> _Work to be completed_: The records are to be copied in their entirety, exactly as given.

═════ Data listing

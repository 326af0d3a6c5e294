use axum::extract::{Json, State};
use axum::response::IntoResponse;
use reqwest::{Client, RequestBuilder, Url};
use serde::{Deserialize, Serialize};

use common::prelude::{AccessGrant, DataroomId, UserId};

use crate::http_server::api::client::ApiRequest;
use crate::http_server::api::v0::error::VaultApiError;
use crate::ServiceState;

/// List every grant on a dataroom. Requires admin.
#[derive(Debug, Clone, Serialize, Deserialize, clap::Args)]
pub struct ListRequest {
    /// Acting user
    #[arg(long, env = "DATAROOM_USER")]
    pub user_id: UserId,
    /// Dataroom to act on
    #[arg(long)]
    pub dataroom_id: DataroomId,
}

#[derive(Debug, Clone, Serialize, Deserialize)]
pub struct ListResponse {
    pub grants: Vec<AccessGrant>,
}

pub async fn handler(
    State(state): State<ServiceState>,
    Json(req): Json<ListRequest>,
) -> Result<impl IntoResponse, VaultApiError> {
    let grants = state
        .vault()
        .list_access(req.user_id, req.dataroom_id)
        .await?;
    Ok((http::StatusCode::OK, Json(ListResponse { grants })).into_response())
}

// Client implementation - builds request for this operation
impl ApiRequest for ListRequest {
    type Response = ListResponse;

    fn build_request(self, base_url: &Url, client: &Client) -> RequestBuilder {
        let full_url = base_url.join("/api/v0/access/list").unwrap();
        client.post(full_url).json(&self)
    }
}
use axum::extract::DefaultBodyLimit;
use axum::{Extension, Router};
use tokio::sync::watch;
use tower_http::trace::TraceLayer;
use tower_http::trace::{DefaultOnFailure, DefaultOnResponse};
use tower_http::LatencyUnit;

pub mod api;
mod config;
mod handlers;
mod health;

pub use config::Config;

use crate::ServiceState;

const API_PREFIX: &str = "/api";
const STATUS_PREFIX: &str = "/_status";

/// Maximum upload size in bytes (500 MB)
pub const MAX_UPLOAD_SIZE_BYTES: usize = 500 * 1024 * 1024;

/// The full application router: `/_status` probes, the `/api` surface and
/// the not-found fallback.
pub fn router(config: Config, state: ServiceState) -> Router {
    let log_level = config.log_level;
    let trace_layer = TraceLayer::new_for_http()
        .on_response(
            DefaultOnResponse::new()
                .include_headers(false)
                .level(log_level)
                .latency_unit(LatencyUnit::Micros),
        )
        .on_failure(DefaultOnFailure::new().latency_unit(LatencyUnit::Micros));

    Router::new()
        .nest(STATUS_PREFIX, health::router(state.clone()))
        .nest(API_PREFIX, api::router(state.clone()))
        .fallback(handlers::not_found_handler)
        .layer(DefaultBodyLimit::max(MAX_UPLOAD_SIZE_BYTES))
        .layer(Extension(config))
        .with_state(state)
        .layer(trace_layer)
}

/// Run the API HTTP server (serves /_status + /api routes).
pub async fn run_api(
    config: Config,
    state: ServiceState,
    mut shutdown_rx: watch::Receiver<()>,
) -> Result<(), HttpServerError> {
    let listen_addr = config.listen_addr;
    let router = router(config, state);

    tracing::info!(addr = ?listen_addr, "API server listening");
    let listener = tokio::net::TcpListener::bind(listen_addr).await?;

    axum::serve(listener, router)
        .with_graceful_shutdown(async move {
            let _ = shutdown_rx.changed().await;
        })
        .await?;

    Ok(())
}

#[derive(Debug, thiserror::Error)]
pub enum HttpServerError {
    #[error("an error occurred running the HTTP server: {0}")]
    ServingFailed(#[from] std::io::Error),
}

══════════

> _Response area_:
repository 326af0d3a6c5e294
use axum::extract::{Json, State};
use axum::response::IntoResponse;
use reqwest::{Client, RequestBuilder, Url};
use serde::{Deserialize, Serialize};

use common::prelude::{AccessGrant, DataroomId, UserId};

use crate::http_server::api::client::ApiRequest;
use crate::http_server::api::v0::error::VaultApiError;
use crate::ServiceState;

/// List every grant on a dataroom. Requires admin.
#[derive(Debug, Clone, Serialize, Deserialize, clap::Args)]
pub struct ListRequest {
    /// Acting user
    #[arg(long, env = "DATAROOM_USER")]
    pub user_id: UserId,
    /// Dataroom to act on
    #[arg(long)]
    pub dataroom_id: DataroomId,
}

#[derive(Debug, Clone, Serialize, Deserialize)]
pub struct ListResponse {
    pub grants: Vec<AccessGrant>,
}

pub async fn handler(
    State(state): State<ServiceState>,
    Json(req): Json<ListRequest>,
) -> Result<impl IntoResponse, VaultApiError> {
    let grants = state
        .vault()
        .list_access(req.user_id, req.dataroom_id)
        .await?;
    Ok((http::StatusCode::OK, Json(ListResponse { grants })).into_response())
}

// Client implementation - builds request for this operation
impl ApiRequest for ListRequest {
    type Response = ListResponse;

    fn build_request(self, base_url: &Url, client: &Client) -> RequestBuilder {
        let full_url = base_url.join("/api/v0/access/list").unwrap();
        client.post(full_url).json(&self)
    }
}
use axum::extract::DefaultBodyLimit;
use axum::{Extension, Router};
use tokio::sync::watch;
use tower_http::trace::TraceLayer;
use tower_http::trace::{DefaultOnFailure, DefaultOnResponse};
use tower_http::LatencyUnit;

pub mod api;
mod config;
mod handlers;
mod health;

pub use config::Config;

use crate::ServiceState;

const API_PREFIX: &str = "/api";
const STATUS_PREFIX: &str = "/_status";

/// Maximum upload size in bytes (500 MB)
pub const MAX_UPLOAD_SIZE_BYTES: usize = 500 * 1024 * 1024;

/// The full application router: `/_status` probes, the `/api` surface and
/// the not-found fallback.
pub fn router(config: Config, state: ServiceState) -> Router {
    let log_level = config.log_level;
    let trace_layer = TraceLayer::new_for_http()
        .on_response(
            DefaultOnResponse::new()
                .include_headers(false)
                .level(log_level)
                .latency_unit(LatencyUnit::Micros),
        )
        .on_failure(DefaultOnFailure::new().latency_unit(LatencyUnit::Micros));

    Router::new()
        .nest(STATUS_PREFIX, health::router(state.clone()))
        .nest(API_PREFIX, api::router(state.clone()))
        .fallback(handlers::not_found_handler)
        .layer(DefaultBodyLimit::max(MAX_UPLOAD_SIZE_BYTES))
        .layer(Extension(config))
        .with_state(state)
        .layer(trace_layer)
}

/// Run the API HTTP server (serves /_status + /api routes).
pub async fn run_api(
    config: Config,
    state: ServiceState,
    mut shutdown_rx: watch::Receiver<()>,
) -> Result<(), HttpServerError> {
    let listen_addr = config.listen_addr;
    let router = router(config, state);

    tracing::info!(addr = ?listen_addr, "API server listening");
    let listener = tokio::net::TcpListener::bind(listen_addr).await?;

    axum::serve(listener, router)
        .with_graceful_shutdown(async move {
            let _ = shutdown_rx.changed().await;
        })
        .await?;

    Ok(())
}

#[derive(Debug, thiserror::Error)]
pub enum HttpServerError {
    #[error("an error occurred running the HTTP server: {0}")]
    ServingFailed(#[from] std::io::Error),
}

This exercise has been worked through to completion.